Dear Tracking Judges,

The Apprentice Judging Program was established to provide prospective judges an opportunity to learn and gain experience. It is available only to those people meeting the criteria and desire to apply to judge Tracking Tests.

 REGULAR STATUS JUDGES and Applicant/Apprentice Judges– PLEASE NOTE
Permission to apprentice must be obtained from the test giving club and both judges.

  • At least one judge must be an approved regular status judge and not a member of the apprentice’s household or immediate family.

  • Only one apprentice judge will be allowed at each test.

  • Apprentice judges must attend both the day of plotting and the day of the test.

  • Apprentice judges must make their own official charts.
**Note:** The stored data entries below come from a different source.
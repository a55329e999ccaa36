//! In-memory dispatch queue implementation.

use std::collections::VecDeque;
use std::sync::{Arc, Mutex, MutexGuard, PoisonError};

use async_trait::async_trait;
use tokio::sync::Notify;

use super::{DispatchQueue, EnqueueRejected, QueueError};
use crate::domain::{Task, TaskId};
use crate::ports::{Clock, IdGenerator, SystemClock, UlidGenerator};

/// In-memory FIFO queue.
///
/// Design:
/// - `VecDeque<Task>` behind a std `Mutex`. The lock is never held across an
///   `.await`, so `enqueue` stays synchronous and never suspends the caller.
/// - `Notify` wakes a waiting `dequeue` when a task arrives.
/// - Unbounded by default; `bounded(n)` rejects once `n` tasks are pending.
pub struct InMemoryDispatchQueue {
    tasks: Mutex<VecDeque<Task>>,
    notify: Notify,
    capacity: Option<usize>,
    id_generator: Arc<dyn IdGenerator>,
    clock: Arc<dyn Clock>,
}

impl InMemoryDispatchQueue {
    pub fn unbounded() -> Self {
        Self::with_parts(None, Arc::new(SystemClock))
    }

    pub fn bounded(capacity: usize) -> Self {
        Self::with_parts(Some(capacity), Arc::new(SystemClock))
    }

    /// Build with an explicit clock (tests pin `created_at` this way).
    pub fn with_parts(capacity: Option<usize>, clock: Arc<dyn Clock>) -> Self {
        let id_generator = Arc::new(UlidGenerator::new(Arc::clone(&clock)));
        Self::with_generator(capacity, clock, id_generator)
    }

    pub fn with_generator(
        capacity: Option<usize>,
        clock: Arc<dyn Clock>,
        id_generator: Arc<dyn IdGenerator>,
    ) -> Self {
        Self {
            tasks: Mutex::new(VecDeque::new()),
            notify: Notify::new(),
            capacity,
            id_generator,
            clock,
        }
    }

    fn lock(&self) -> MutexGuard<'_, VecDeque<Task>> {
        // A panic while holding the lock cannot leave the deque half-updated.
        self.tasks.lock().unwrap_or_else(PoisonError::into_inner)
    }

    fn take_head(tasks: &mut VecDeque<Task>) -> Option<Task> {
        let mut task = tasks.pop_front()?;
        if let Err(err) = task.mark_processing() {
            tracing::error!(task_id = task.log_id(), error = %err, "dequeued task in unexpected status");
        }
        tracing::debug!(task_id = task.log_id(), recipient = %task.recipient().address, "task dequeued");
        Some(task)
    }
}

impl Default for InMemoryDispatchQueue {
    fn default() -> Self {
        Self::unbounded()
    }
}

#[async_trait]
impl DispatchQueue for InMemoryDispatchQueue {
    fn enqueue(&self, mut task: Task) -> Result<TaskId, EnqueueRejected> {
        if !task.is_enqueueable() {
            let error = QueueError::NotEnqueueable {
                status: task.status(),
            };
            tracing::warn!(task_id = task.log_id(), %error, "refusing to enqueue task");
            return Err(EnqueueRejected { error, task });
        }

        let mut tasks = self.lock();
        if let Some(capacity) = self.capacity
            && tasks.len() >= capacity
        {
            drop(tasks);
            tracing::warn!(task_id = task.log_id(), capacity, "failed to enqueue task, queue is full");
            return Err(EnqueueRejected {
                error: QueueError::Full { capacity },
                task,
            });
        }

        let task_id = task
            .assign_id_if_missing(|| self.id_generator.generate_task_id())
            .clone();
        if let Err(error) = task.mark_enqueued(self.clock.now()) {
            // is_enqueueable() で確認済みなので通常ここには来ない
            let status = error.from;
            drop(tasks);
            return Err(EnqueueRejected {
                error: QueueError::NotEnqueueable { status },
                task,
            });
        }

        tracing::debug!(%task_id, recipient = %task.recipient().address, "task enqueued");
        tasks.push_back(task);
        drop(tasks);

        // 待機中の worker を起こす
        self.notify.notify_one();
        Ok(task_id)
    }

    async fn dequeue(&self) -> Task {
        loop {
            // Register interest before checking, so a push between the check
            // and the await is not missed.
            let notified = self.notify.notified();
            tokio::pin!(notified);
            notified.as_mut().enable();

            let head = Self::take_head(&mut self.lock());
            if let Some(task) = head {
                return task;
            }
            notified.await;
        }
    }

    fn try_dequeue(&self) -> Option<Task> {
        Self::take_head(&mut self.lock())
    }

    fn len(&self) -> usize {
        self.lock().len()
    }

    fn capacity_hint(&self) -> usize {
        self.capacity.unwrap_or(usize::MAX)
    }

    fn clear(&self) -> usize {
        let removed = {
            let mut tasks = self.lock();
            let removed = tasks.len();
            tasks.clear();
            removed
        };
        tracing::warn!(removed, "cleared pending tasks from queue");
        removed
    }

    fn snapshot(&self) -> Vec<Task> {
        self.lock().iter().cloned().collect()
    }
}

#[cfg(test)]
mod tests {
    use std::time::Duration;

    use chrono::{TimeZone, Utc};

    use super::*;
    use crate::domain::{Recipient, TaskKind};
    use crate::ports::FixedClock;
    use crate::queue::TaskStatus;

    fn task(n: usize) -> Task {
        Task::new(
            TaskKind::WelcomeMessage,
            Recipient::new(format!("user{n}@example.org")),
        )
        .with_username(format!("user{n}"))
    }

    #[test]
    fn enqueue_assigns_id_and_stamps_pending() {
        let at = Utc.with_ymd_and_hms(2024, 3, 1, 9, 0, 0).unwrap();
        let queue = InMemoryDispatchQueue::with_parts(None, Arc::new(FixedClock::new(at)));

        let id = queue.enqueue(task(1)).unwrap();

        let pending = queue.snapshot();
        assert_eq!(pending.len(), 1);
        assert_eq!(pending[0].id(), Some(&id));
        assert_eq!(pending[0].status(), TaskStatus::Pending);
        assert_eq!(pending[0].created_at(), Some(at));
        assert!(id.as_str().starts_with("task-"));
    }

    #[test]
    fn caller_supplied_id_is_kept() {
        let queue = InMemoryDispatchQueue::unbounded();
        let id = queue.enqueue(task(1).with_id("EMAIL_1")).unwrap();
        assert_eq!(id.as_str(), "EMAIL_1");
    }

    #[test]
    fn dequeue_order_matches_enqueue_order() {
        let queue = InMemoryDispatchQueue::unbounded();
        let ids: Vec<TaskId> = (0..50).map(|n| queue.enqueue(task(n)).unwrap()).collect();

        let mut seen = Vec::new();
        while let Some(t) = queue.try_dequeue() {
            assert_eq!(t.status(), TaskStatus::Processing);
            seen.push(t.id().cloned().unwrap());
        }

        assert_eq!(seen, ids);
        assert!(queue.is_empty());
    }

    #[test]
    fn try_dequeue_on_empty_returns_none() {
        let queue = InMemoryDispatchQueue::unbounded();
        assert!(queue.try_dequeue().is_none());
    }

    #[test]
    fn bounded_queue_rejects_and_returns_the_task() {
        let queue = InMemoryDispatchQueue::bounded(2);
        queue.enqueue(task(1)).unwrap();
        queue.enqueue(task(2)).unwrap();

        let rejected = queue.enqueue(task(3).with_id("third")).unwrap_err();

        assert_eq!(rejected.error, QueueError::Full { capacity: 2 });
        assert_eq!(rejected.task.id().map(TaskId::as_str), Some("third"));
        assert_eq!(rejected.task.created_at(), None);
        assert_eq!(queue.len(), 2);
        assert_eq!(queue.capacity_hint(), 2);
    }

    #[test]
    fn terminal_task_is_not_enqueueable() {
        let queue = InMemoryDispatchQueue::unbounded();
        queue.enqueue(task(1)).unwrap();
        let mut sent = queue.try_dequeue().unwrap();
        sent.mark_sent().unwrap();

        let rejected = queue.enqueue(sent).unwrap_err();
        assert_eq!(
            rejected.error,
            QueueError::NotEnqueueable {
                status: TaskStatus::Sent
            }
        );
        assert!(queue.is_empty());
    }

    #[test]
    fn clear_only_drops_pending_tasks() {
        let queue = InMemoryDispatchQueue::unbounded();
        for n in 0..4 {
            queue.enqueue(task(n)).unwrap();
        }
        let in_flight = queue.try_dequeue().unwrap();

        assert_eq!(queue.clear(), 3);
        assert!(queue.is_empty());
        assert_eq!(in_flight.status(), TaskStatus::Processing);
        assert_eq!(queue.clear(), 0);
    }

    #[test]
    fn introspection_of_unbounded_queue() {
        let queue = InMemoryDispatchQueue::unbounded();
        assert_eq!(queue.capacity_hint(), usize::MAX);
        assert!(queue.is_empty());
        queue.enqueue(task(1)).unwrap();
        assert_eq!(queue.len(), 1);
        assert_eq!(
            queue.stats_line(),
            format!("Queue Stats - Size: 1, Capacity: {}, Empty: false", usize::MAX)
        );
    }

    #[tokio::test]
    async fn dequeue_waits_for_enqueue() {
        let queue = Arc::new(InMemoryDispatchQueue::unbounded());

        let waiter = tokio::spawn({
            let queue = Arc::clone(&queue);
            async move { queue.dequeue().await }
        });

        tokio::time::sleep(Duration::from_millis(50)).await;
        assert!(!waiter.is_finished());

        let id = queue.enqueue(task(1)).unwrap();
        let got = tokio::time::timeout(Duration::from_secs(1), waiter)
            .await
            .unwrap()
            .unwrap();

        assert_eq!(got.id(), Some(&id));
        assert_eq!(got.status(), TaskStatus::Processing);
    }

    #[tokio::test]
    async fn each_task_goes_to_exactly_one_consumer() {
        let queue = Arc::new(InMemoryDispatchQueue::unbounded());
        for n in 0..200 {
            queue.enqueue(task(n)).unwrap();
        }

        let mut consumers = Vec::new();
        for _ in 0..4 {
            let queue = Arc::clone(&queue);
            consumers.push(tokio::spawn(async move {
                let mut got = Vec::new();
                while let Some(t) = queue.try_dequeue() {
                    got.push(t.id().cloned().unwrap());
                    tokio::task::yield_now().await;
                }
                got
            }));
        }

        let mut all = Vec::new();
        for c in consumers {
            all.extend(c.await.unwrap());
        }
        let total = all.len();
        all.sort();
        all.dedup();
        assert_eq!(total, 200);
        assert_eq!(all.len(), 200);
    }
}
  • At the conclusion of the test, the apprentice judge and the officiating judges must briefly discuss the apprentice’s charts and the evaluation of each dog’s performance during the test.

  • Both officiating judges must sign the apprentice judging form.

  • Apprentice judging forms are located on the AKC website.

  • When apprenticing focus on that job only that day. You can not be entered in another test, lay track or serve in other ways that will interfere with the apprentice obligations.

  • Apprentice judges must follow the instructions of the judges the day of plotting and the day of the test.

  • An apprentice judge must never interfere with the activities of the judges or in any way delay plotting or judging.

  • A copy of the completed apprentice forms and official charts must accompany the prospective judge’s application when applying to become a judge.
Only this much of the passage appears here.